The Independent:Methane threatens to repeat Ice Age meltdown

Mark Jones jones118 at lineone.net
Sun Jun 17 05:08:03 PDT 2001


55 million years ago, a massive blast of gas drove up Earth's temperature 7C. And another explosion is on the cards, say experts By David Keys 16 June 2001 A period of ecological and evolutionary chaos 55 million years ago, caused by a release from the earth of 2,000 billion tons of methane gas, has been discovered by scientists who fear a repeat could cause a devastating acceleration in global warming.

The new research, revealed this Sunday evening in a Channel 4 documentary The Day the Oceans Boiled, suggests that methane releases helped drive up temperatures by seven degrees centigrade in many parts of the world.

Now some scientists fear a series of massive methane emissions, triggered by the man-made global warming, could propel earth's ecological systems towards catastrophe. A prolonged series of large releases of the gas could push up temperatures rapidly and trigger long-term further warming processes capable of melting a substantial part of Earth's polar ice, raising sea levels world-wide by up to two metres.

"It is the first time geology has isolated an individual methane release event in the distant past," said Santo Bains of Oxford University's department of earth sciences. "Now we can see just how it played its part in the global warming process of that era."

Professor Bains led geologists in three years of research through the badlands of Wyoming and on samples from the seabeds off Florida and Antarctica.
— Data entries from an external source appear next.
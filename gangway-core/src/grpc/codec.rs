//! # JSON <-> Protobuf Codec
//!
//! An implementation of `tonic::codec::Codec` that lets `tonic` transport
//! `serde_json::Value` directly, with no generated Rust structs involved.
//!
//! * The encoder validates a JSON value against a `MessageDescriptor` through
//!   `prost_reflect::DynamicMessage` and writes the resulting Protobuf bytes.
//!   Fields present in the JSON but absent from the schema are ignored, and
//!   schema fields absent from the JSON keep their zero value, so documents
//!   assembled from URL parameters may safely carry extra keys.
//! * The decoder reads wire bytes into a `DynamicMessage` and renders it back
//!   to a JSON value following the proto3 JSON mapping.
use prost::Message;
use prost_reflect::{DeserializeOptions, DynamicMessage, MessageDescriptor};
use tonic::{
    Status,
    codec::{Codec, DecodeBuf, Decoder, EncodeBuf, Encoder},
};

/// A codec bridging `serde_json::Value` and the Protobuf binary format.
pub struct JsonCodec {
    /// Schema of messages written to the wire.
    encode: MessageDescriptor,
    /// Schema of messages read from the wire.
    decode: MessageDescriptor,
}

impl JsonCodec {
    /// Creates a new `JsonCodec`.
    ///
    /// A client passes the method's input descriptor as `encode` and its
    /// output descriptor as `decode`; a server passes the reverse.
    pub fn new(encode: MessageDescriptor, decode: MessageDescriptor) -> Self {
        Self { encode, decode }
    }
}

impl Codec for JsonCodec {
    type Encode = serde_json::Value;
    type Decode = serde_json::Value;

    type Encoder = JsonEncoder;
    type Decoder = JsonDecoder;

    fn encoder(&mut self) -> Self::Encoder {
        JsonEncoder(self.encode.clone())
    }

    fn decoder(&mut self) -> Self::Decoder {
        JsonDecoder(self.decode.clone())
    }
}

/// Encodes a JSON value into Protobuf bytes.
pub struct JsonEncoder(MessageDescriptor);

impl Encoder for JsonEncoder {
    type Item = serde_json::Value;
    type Error = Status;

    fn encode(&mut self, item: Self::Item, dst: &mut EncodeBuf<'_>) -> Result<(), Self::Error> {
        // serde_json::Value is itself a Deserializer, so it can be fed to
        // DynamicMessage directly. Unknown fields are dropped rather than
        // rejected; the document side does not know the schema.
        let options = DeserializeOptions::new().deny_unknown_fields(false);
        let message = DynamicMessage::deserialize_with_options(self.0.clone(), item, &options)
            .map_err(|e| {
                Status::invalid_argument(format!("request does not match the method schema: {e}"))
            })?;

        message.encode_raw(dst);
        Ok(())
    }
}

/// Decodes Protobuf bytes into a JSON value.
pub struct JsonDecoder(MessageDescriptor);

impl Decoder for JsonDecoder {
    type Item = serde_json::Value;
    type Error = Status;

    fn decode(&mut self, src: &mut DecodeBuf<'_>) -> Result<Option<Self::Item>, Self::Error> {
        let mut message = DynamicMessage::new(self.0.clone());
        message
            .merge(src)
            .map_err(|e| Status::internal(format!("failed to decode message bytes: {e}")))?;

        let value = serde_json::to_value(&message)
            .map_err(|e| Status::internal(format!("failed to render message as JSON: {e}")))?;

        Ok(Some(value))
    }
}
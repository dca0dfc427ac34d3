//! Feature modules - business logic separated from UI
//!
//! Features should not depend on UI components directly.

pub mod content;
pub mod settings;

pub use content::{ContactLink, SITE, SiteContent, Testimonial};
pub use settings::Settings;
//! Inline SVG icon set
//!
//! Rendered through `svg::Handle::from_memory`, tinted by the widget's
//! `svg::Style` color.

/// Brand mark - play triangle in a rounded outline
pub const LOGO_MARK: &str = r##"<svg xmlns="http://www.w3.org/2000/svg" viewBox="0 0 64 64" fill="none"><path d="M18 14v36l28-18z" stroke="currentColor" stroke-width="6" stroke-linecap="round" stroke-linejoin="round"/></svg>"##;

pub const PLAY: &str = r##"<svg xmlns="http://www.w3.org/2000/svg" viewBox="0 0 24 24" fill="currentColor"><path d="M8 5v14l11-7z"/></svg>"##;

pub const MENU: &str = r##"<svg xmlns="http://www.w3.org/2000/svg" viewBox="0 0 24 24" fill="none" stroke="currentColor" stroke-width="2" stroke-linecap="round"><line x1="4" y1="7" x2="20" y2="7"/><line x1="4" y1="12" x2="20" y2="12"/><line x1="4" y1="17" x2="20" y2="17"/></svg>"##;

pub const CLOSE: &str = r##"<svg xmlns="http://www.w3.org/2000/svg" viewBox="0 0 24 24" fill="none" stroke="currentColor" stroke-width="2" stroke-linecap="round"><line x1="6" y1="6" x2="18" y2="18"/><line x1="18" y1="6" x2="6" y2="18"/></svg>"##;

pub const MAIL: &str = r##"<svg xmlns="http://www.w3.org/2000/svg" viewBox="0 0 24 24" fill="none" stroke="currentColor" stroke-width="2" stroke-linecap="round" stroke-linejoin="round"><rect x="3" y="5" width="18" height="14" rx="2"/><path d="m3 7 9 6 9-6"/></svg>"##;

pub const ARROW_UP_RIGHT: &str = r##"<svg xmlns="http://www.w3.org/2000/svg" viewBox="0 0 24 24" fill="none" stroke="currentColor" stroke-width="2" stroke-linecap="round" stroke-linejoin="round"><path d="M7 17 17 7"/><path d="M9 7h8v8"/></svg>"##;

pub const ARROW_UP: &str = r##"<svg xmlns="http://www.w3.org/2000/svg" viewBox="0 0 24 24" fill="none" stroke="currentColor" stroke-width="2" stroke-linecap="round" stroke-linejoin="round"><path d="M12 19V5"/><path d="m5 12 7-7 7 7"/></svg>"##;
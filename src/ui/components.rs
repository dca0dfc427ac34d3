//! UI Components module - page-specific composite components
//!
//! Components combine widgets with application state and are the only UI
//! layer that imports from `crate::app`.

pub mod about;
pub mod contact;
pub mod cursor_overlay;
pub mod footer;
pub mod header;
pub mod hero;
pub mod nav_overlay;
pub mod showcase;
pub mod testimonials;
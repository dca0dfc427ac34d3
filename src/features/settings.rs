//! Application settings persistence
//!
//! Handles saving and loading user preferences.

use std::path::{Path, PathBuf};

use serde::{Deserialize, Serialize};

/// Application settings
#[derive(Debug, Clone, Serialize, Deserialize, Default)]
pub struct Settings {
    /// Display and motion settings
    #[serde(default)]
    pub display: DisplaySettings,
    /// Last window geometry
    #[serde(default)]
    pub window: WindowSettings,
}

/// Display and motion settings
#[derive(Debug, Clone, Serialize, Deserialize)]
pub struct DisplaySettings {
    /// Disable reveal transitions and the cursor marker's smoothing loop
    #[serde(default)]
    pub reduced_motion: bool,
    /// Draw the custom cursor marker
    #[serde(default = "default_true")]
    pub cursor_trail: bool,
}

fn default_true() -> bool {
    true
}

impl Default for DisplaySettings {
    fn default() -> Self {
        Self {
            reduced_motion: false,
            cursor_trail: true,
        }
    }
}

/// Window geometry persisted across runs
#[derive(Debug, Clone, Copy, Serialize, Deserialize)]
pub struct WindowSettings {
    pub width: f32,
    pub height: f32,
}

impl Default for WindowSettings {
    fn default() -> Self {
        Self {
            width: 1280.0,
            height: 860.0,
        }
    }
}

impl WindowSettings {
    pub fn size(&self) -> iced::Size {
        iced::Size::new(self.width, self.height)
    }
}

impl Settings {
    /// Get the settings file path
    pub fn file_path() -> Option<PathBuf> {
        directories::ProjectDirs::from("com", "maflah", "Showreel")
            .map(|dirs| dirs.config_dir().join("settings.json"))
    }

    /// Load settings from file, or return defaults if not found
    pub fn load() -> Self {
        Self::file_path()
            .and_then(|path| Self::load_from_file(&path).ok())
            .unwrap_or_default()
    }

    /// Load settings from a specific file
    pub fn load_from_file(path: &Path) -> Result<Self, SettingsError> {
        let content =
            std::fs::read_to_string(path).map_err(|e| SettingsError::Io(e.to_string()))?;
        serde_json::from_str(&content).map_err(|e| SettingsError::Parse(e.to_string()))
    }

    /// Save settings to the default file
    pub fn save(&self) -> Result<(), SettingsError> {
        if let Some(path) = Self::file_path() {
            self.save_to_file(&path)
        } else {
            Err(SettingsError::Io(
                "Could not determine config directory".to_string(),
            ))
        }
    }

    /// Save settings to a specific file
    pub fn save_to_file(&self, path: &Path) -> Result<(), SettingsError> {
        // Ensure parent directory exists
        if let Some(parent) = path.parent() {
            std::fs::create_dir_all(parent).map_err(|e| SettingsError::Io(e.to_string()))?;
        }

        let content =
            serde_json::to_string_pretty(self).map_err(|e| SettingsError::Parse(e.to_string()))?;
        std::fs::write(path, content).map_err(|e| SettingsError::Io(e.to_string()))?;
        Ok(())
    }
}

/// Errors that can occur with settings
#[derive(Debug, Clone)]
pub enum SettingsError {
    Io(String),
    Parse(String),
}

impl std::fmt::Display for SettingsError {
    fn fmt(&self, f: &mut std::fmt::Formatter<'_>) -> std::fmt::Result {
        match self {
            SettingsError::Io(e) => write!(f, "IO error: {}", e),
            SettingsError::Parse(e) => write!(f, "Parse error: {}", e),
        }
    }
}

impl std::error::Error for SettingsError {}

#[cfg(test)]
mod tests {
    use super::*;

    #[test]
    fn defaults_favor_motion() {
        let settings = Settings::default();
        assert!(!settings.display.reduced_motion);
        assert!(settings.display.cursor_trail);
        assert_eq!(settings.window.width, 1280.0);
        assert_eq!(settings.window.height, 860.0);
    }

    #[test]
    fn settings_round_trip() {
        let path = std::env::temp_dir().join("showreel-settings-roundtrip.json");
        let mut settings = Settings::default();
        settings.display.reduced_motion = true;
        settings.display.cursor_trail = false;
        settings.window.width = 999.0;

        settings.save_to_file(&path).expect("save settings");
        let loaded = Settings::load_from_file(&path).expect("load settings");
        let _ = std::fs::remove_file(&path);

        assert!(loaded.display.reduced_motion);
        assert!(!loaded.display.cursor_trail);
        assert_eq!(loaded.window.width, 999.0);
    }

    #[test]
    fn missing_fields_fall_back_to_defaults() {
        let settings: Settings = serde_json::from_str("{}").expect("parse empty object");
        assert!(settings.display.cursor_trail);
    }
}
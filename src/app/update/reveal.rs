// src/app/update/reveal.rs
//! Scroll tracking and reveal sampling

use iced::Task;

use crate::app::message::Message;
use crate::app::state::App;

impl App {
    /// Handle scroll messages feeding the section reveal latches
    pub fn handle_reveal(&mut self, message: &Message) -> Option<Task<Message>> {
        match message {
            Message::Scrolled(offset) => {
                self.ui.scroll_offset = *offset;
                if self.core.motion_enabled() {
                    // Samples arrive in scroll order; the latches keep their
                    // one-shot contract, so re-entering the viewport is inert
                    self.ui.sample_reveals();
                }
                Some(Task::none())
            }

            _ => None,
        }
    }
}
The team study confirms work by Russian, French and US scientists using "fossil" air bubbles in Greenland and Antarctic ice-cores. That shows global warming at the end of the last Ice Age 14,000 years ago was also associated with a huge and very rapid increase in methane in the atmosphere.

Methane causes far more damage to the ozone layer than CO2, the more well-known villain of global warming. And massive quantities of methane are trapped in and below the permafrost in the Arctic.

As global warming melts the more southerly parts of the previously frozen sub-soil, frozen gas-water compounds (methane hydrates) and methane gas will escape into the atmosphere, driving global temperatures up even further.

As global warming raises sea levels, large areas of more northerly Siberian and other permafrost areas will be flooded and thus, in relative terms, warmed. This would allow release of yet more methane.

Second, beneath continental shelf seabeds worldwide are vast quantities of methane hydrates in sediments with methane gas trapped below them. Cold temperatures keep them stable as well as pressure, mainly from the overburden of geological sediments and the water on top which prevents destabilisation.

Although ocean warming will gradually warm under-sea sediments and slowly release deeply buried methane, the major natural occasions on which methane can escape on a rapid and massive scale from these buried reserves is when underwater landslides expose previously buried gas-bearing sediments, thus reducing pressure in an instant.

And a new factor, only now beginning to be appreciated by climate scientists, is that global warming could potentially increase the rate of these marine landslides. Because global warming creates a predominantly warmer and wetter world in which erratic floods are likely to occur, many river volume flows will probably increase, bringing with them more riverine erosion.

Increased river flow, coupled with the consequent increase in the expanse of wetland areas, will also create a third mechanism for increasing natural methane emissions, this time by creating larger expanses of methane-producing swamps.

Methane is likely to be much more important than previously thought, says palaeo-climatologist Professor Euan Nisbet, of Royal Holloway College, University of London.

"The new evidence clearly shows methane was deeply involved in the very rapid global warming at the end of the Ice Age," he says. "By studying that event, we may well be able to understand the effect of future global warming on the Arctic."

But there is another major factor, so far unappreciated by most climate scientists, which has also been left out of nearly all global warming predictive calculations. Although most areas of the world will become wetter as global warming progresses, one key area, the Amazon Basin, could well become drier, shows a British Meteorological Office study. As a result, the forest would be unable to survive and would begin to die. This would accelerate global warming in two ways. First, as the jungle dries, it would become flammable and vulnerable to massive lightning- triggered forest fires. This would release up to 150 billion tons of CO2 into the atmosphere.

Second, the destruction of the forest and its replacement by savannah would reduce the planet's ability to absorb CO2 more profoundly than scientists had realised.

Four Brazilian biologists, led by Dr Antonio Nobre of Brazil's National Institute for the Study of the Amazon, have made the surprising discovery that the Amazon jungle has been substantially increasing its biomass in response to human CO2 emissions.

In other words, the Amazon is reducing the rate of global warming's acceleration much more than science has hitherto believed. So if the jungle disappears ­ and climatologists warn that could occur between the years 2050 and 2100 ­ its disappearance would have an even more detrimental effect than previously thought.